As for whether the errors are realistic or not, you need to inspect the resulting posterior models for that, because the ratio of the actual parameter value to its uncertainties does not have a say in this. For example, if we take your linked example and change the true value of b to 10^10, the resulting errors will be ten magnitudes smaller while remaining perfectly valid.
I need to crossmatch a list of astronomical coordinates with different catalogues, and I want to decide a maximum radius for the crossmatch. This will avoid mismatches between my list and the catalogues.
To do this, I compute the separation between the best match with the catalogue for each object in my list. My initial list is supossed to be the position of a known object, but it could happend that it is not detected in the catalog, and my coordinates may suffer from small offsets.
They way I am computing the maximum radius is by fitting the gaussian kernel density of the separation with a gaussian, and use the center + 3sigmas value. The method works nicely for most of the cases, but when a small subsample of my list has an offset, I have two gaussians instead. In these cases, I will specify the max radius in a different way.

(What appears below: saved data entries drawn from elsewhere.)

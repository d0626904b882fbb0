//! Two-tone Goertzel DTMF detector (spec.md §4.5).
//!
//! `Detector` is the uniform `init`/`poll`/`clear_buffer`/`close`
//! interface spec.md §4.5 describes; `pcm` supplies the conditioned
//! samples it runs over and `variants` supplies the per-hardware
//! parameter sets.

pub mod goertzel;
pub mod pcm;
pub mod variants;

use goertzel::Goertzel;
use pcm::{PcmError, PcmSource, SAMPLING_RATE};
use variants::{DetectionPolicy, DtmfVariant, VariantParams};

pub struct Detector {
  params: VariantParams,
  low: Goertzel,
  high: Goertzel,
  avg_window_count: usize,
  low_sum: f64,
  high_sum: f64,
  num_det_lo: u32,
  num_det_hi: u32,
  num_det_lo_was: u32,
  num_det_hi_was: u32,
  num_beeps: u32,
}

impl Detector {
  /// `init` (spec.md §4.5): build the Goertzel filters for this variant
  /// and zero all debounce state.
  pub fn new(variant: DtmfVariant) -> Detector {
    let params = variant.params();
    let low = Goertzel::new(params.low_freq, params.low_n, SAMPLING_RATE as f64);
    let high = Goertzel::new(params.high_freq, params.high_n, SAMPLING_RATE as f64);
    Detector {
      params,
      low,
      high,
      avg_window_count: 0,
      low_sum: 0.0,
      high_sum: 0.0,
      num_det_lo: 0,
      num_det_hi: 0,
      num_det_lo_was: 0,
      num_det_hi_was: 0,
      num_beeps: 0,
    }
  }

  fn reset_counters(&mut self) {
    self.avg_window_count = 0;
    self.low_sum = 0.0;
    self.high_sum = 0.0;
    self.num_det_lo = 0;
    self.num_det_hi = 0;
    self.num_det_lo_was = 0;
    self.num_det_hi_was = 0;
    self.num_beeps = 0;
  }

  /// `clear_buffer` (spec.md §4.5): drop anything queued in the source
  /// and reset debounce state, e.g. before opening a fresh DTMF window.
  pub fn clear_buffer(&mut self, source: &mut dyn PcmSource) {
    source.clear_buffer();
    self.reset_counters();
  }

  /// `close` (spec.md §4.5): release the audio device.
  pub fn close(&mut self, source: &mut dyn PcmSource) {
    source.close();
  }

  /// `poll` (spec.md §4.5): read exactly `N_max` samples, run the
  /// low-tone Goertzel over all of them and the high-tone Goertzel over
  /// its own (smaller) block, then apply the variant's detection policy.
  /// Any read error resets debounce state and reports no detection
  /// (spec.md §4.5 "On ALSA overrun ... Short reads and other errors
  /// also reset counters and return no-detection").
  pub fn poll(&mut self, source: &mut dyn PcmSource) -> bool {
    let n_max = self.params.n_max();
    let samples = match source.read_block(n_max) {
      Ok(samples) => samples,
      Err(PcmError::Overrun | PcmError::ShortRead | PcmError::Other(_)) => {
        self.reset_counters();
        return false;
      }
    };

    let low_mag = self.low.magnitude_of(&samples);
    let high_mag = self.high.magnitude_of(&samples);

    match self.params.policy {
      DetectionPolicy::Averaged { window, threshold } => {
        self.poll_averaged(low_mag, high_mag, window, threshold)
      }
      DetectionPolicy::ConsecutiveHit {
        det_min,
        threshold,
        beep_pairs,
      } => self.poll_consecutive(low_mag, high_mag, det_min, threshold, beep_pairs),
    }
  }

  fn poll_averaged(&mut self, low_mag: f64, high_mag: f64, window: usize, threshold: f64) -> bool {
    self.low_sum += low_mag;
    self.high_sum += high_mag;
    self.avg_window_count += 1;
    if self.avg_window_count < window {
      return false;
    }
    let low_avg = self.low_sum / window as f64;
    let high_avg = self.high_sum / window as f64;
    self.low_sum = 0.0;
    self.high_sum = 0.0;
    self.avg_window_count = 0;
    low_avg > threshold && high_avg > threshold
  }

  fn poll_consecutive(
    &mut self, low_mag: f64, high_mag: f64, det_min: u32, threshold: f64, beep_pairs: bool,
  ) -> bool {
    if low_mag > threshold {
      self.num_det_lo += 1;
    } else {
      self.num_det_lo_was = self.num_det_lo;
      self.num_det_lo = 0;
    }
    if high_mag > threshold {
      self.num_det_hi += 1;
    } else {
      self.num_det_hi_was = self.num_det_hi;
      self.num_det_hi = 0;
    }

    if self.num_det_lo >= det_min && self.num_det_hi >= det_min {
      self.reset_counters();
      return true;
    }

    if beep_pairs
      && matches!(self.num_det_lo_was, 2 | 3)
      && matches!(self.num_det_hi_was, 2 | 3)
    {
      if self.num_beeps == 0 {
        self.num_beeps = 1;
        self.num_det_lo_was = 0;
        self.num_det_hi_was = 0;
      } else {
        self.reset_counters();
        return true;
      }
    }
    false
  }
}

#[cfg(test)]
mod tests {
  use super::*;
  use std::f64::consts::PI;

  struct FakeSource {
    blocks: Vec<Result<Vec<f64>, PcmError>>,
  }

  impl PcmSource for FakeSource {
    fn read_block(&mut self, _n_frames: usize) -> Result<Vec<f64>, PcmError> {
      if self.blocks.is_empty() {
        Ok(Vec::new())
      } else {
        self.blocks.remove(0)
      }
    }
    fn clear_buffer(&mut self) {}
    fn close(&mut self) {}
  }

  fn dual_tone_block(params: &VariantParams, amplitude: f64) -> Vec<f64> {
    let n = params.n_max();
    (0..n)
      .map(|i| {
        let t = i as f64 / SAMPLING_RATE as f64;
        amplitude
          * ((2.0 * PI * params.low_freq * t).sin() + (2.0 * PI * params.high_freq * t).sin())
      })
      .collect()
  }

  fn silence_block(params: &VariantParams) -> Vec<f64> {
    vec![0.0; params.n_max()]
  }

  #[test]
  fn consecutive_hit_needs_det_min_blocks() {
    let variant = DtmfVariant::V2bStarConsecutive;
    let params = variant.params();
    let mut detector = Detector::new(variant);
    let mut source = FakeSource {
      blocks: (0..9)
        .map(|_| Ok(dual_tone_block(&params, 50.0)))
        .collect(),
    };
    // A single isolated above-threshold block (spec.md §8 "DTMF
    // debounce") must not trigger before DET_MIN consecutive blocks.
    for _ in 0..9 {
      assert!(!detector.poll(&mut source));
    }
    let mut source2 = FakeSource {
      blocks: vec![Ok(dual_tone_block(&params, 50.0))],
    };
    assert!(detector.poll(&mut source2));
  }

  #[test]
  fn silence_never_detects() {
    let variant = DtmfVariant::V2bStarConsecutive;
    let params = variant.params();
    let mut detector = Detector::new(variant);
    let mut source = FakeSource {
      blocks: (0..20).map(|_| Ok(silence_block(&params))).collect(),
    };
    for _ in 0..20 {
      assert!(!detector.poll(&mut source));
    }
  }

  #[test]
  fn overrun_resets_counters() {
    let variant = DtmfVariant::V2bStarConsecutive;
    let params = variant.params();
    let mut detector = Detector::new(variant);
    let mut source = FakeSource {
      blocks: vec![
        Ok(dual_tone_block(&params, 50.0)),
        Ok(dual_tone_block(&params, 50.0)),
        Err(PcmError::Overrun),
      ],
    };
    assert!(!detector.poll(&mut source));
    assert!(!detector.poll(&mut source));
    assert!(!detector.poll(&mut source));
    assert_eq!(detector.num_det_lo, 0);
    assert_eq!(detector.num_det_hi, 0);
  }

  #[test]
  fn averaged_variant_requires_full_window() {
    let variant = DtmfVariant::V2aStarAveraged;
    let params = variant.params();
    let mut detector = Detector::new(variant);
    let mut source = FakeSource {
      blocks: (0..4).map(|_| Ok(dual_tone_block(&params, 50.0))).collect(),
    };
    for _ in 0..4 {
      assert!(!detector.poll(&mut source));
    }
    let mut source2 = FakeSource {
      blocks: vec![Ok(dual_tone_block(&params, 50.0))],
    };
    assert!(detector.poll(&mut source2));
  }
}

My problem is that when this happens, curve_fit can't normally do the fit with one gaussian. For a scientific publication, I will need to justify the "no fit" in curve_fit, and in which cases the "different way" is used. Could someone give me a hand on what this means in mathematical terms?
There are varying lengths to which you can go justifying this or that fitting ansatz --- which strongly depends on the details of your specific case (eg: why do you expect a gaussian to work in a first place? to what depth you need/want to delve into why exactly a certain fitting procedure fails and what exactly is a fail etc).
If the question is really about the curve_fit and its failure to converge, then show us some code and some input data which demonstrate the problem.
If the question is about how to evaluate the goodness-of-fit, you're best off going back to the library and picking a good book on statistics.
If all you look for is way of justifying why in a certain case a gaussian is not a good fitting ansatz, one way would be to calculate the moments: for a gaussian distribution 1st, 2nd, 3rd and higher moments are related to each other in a very precise way. If you can demonstrate that for your underlying data the relation between moments is very different, it sounds reasonable that these data can't be fit by a gaussian.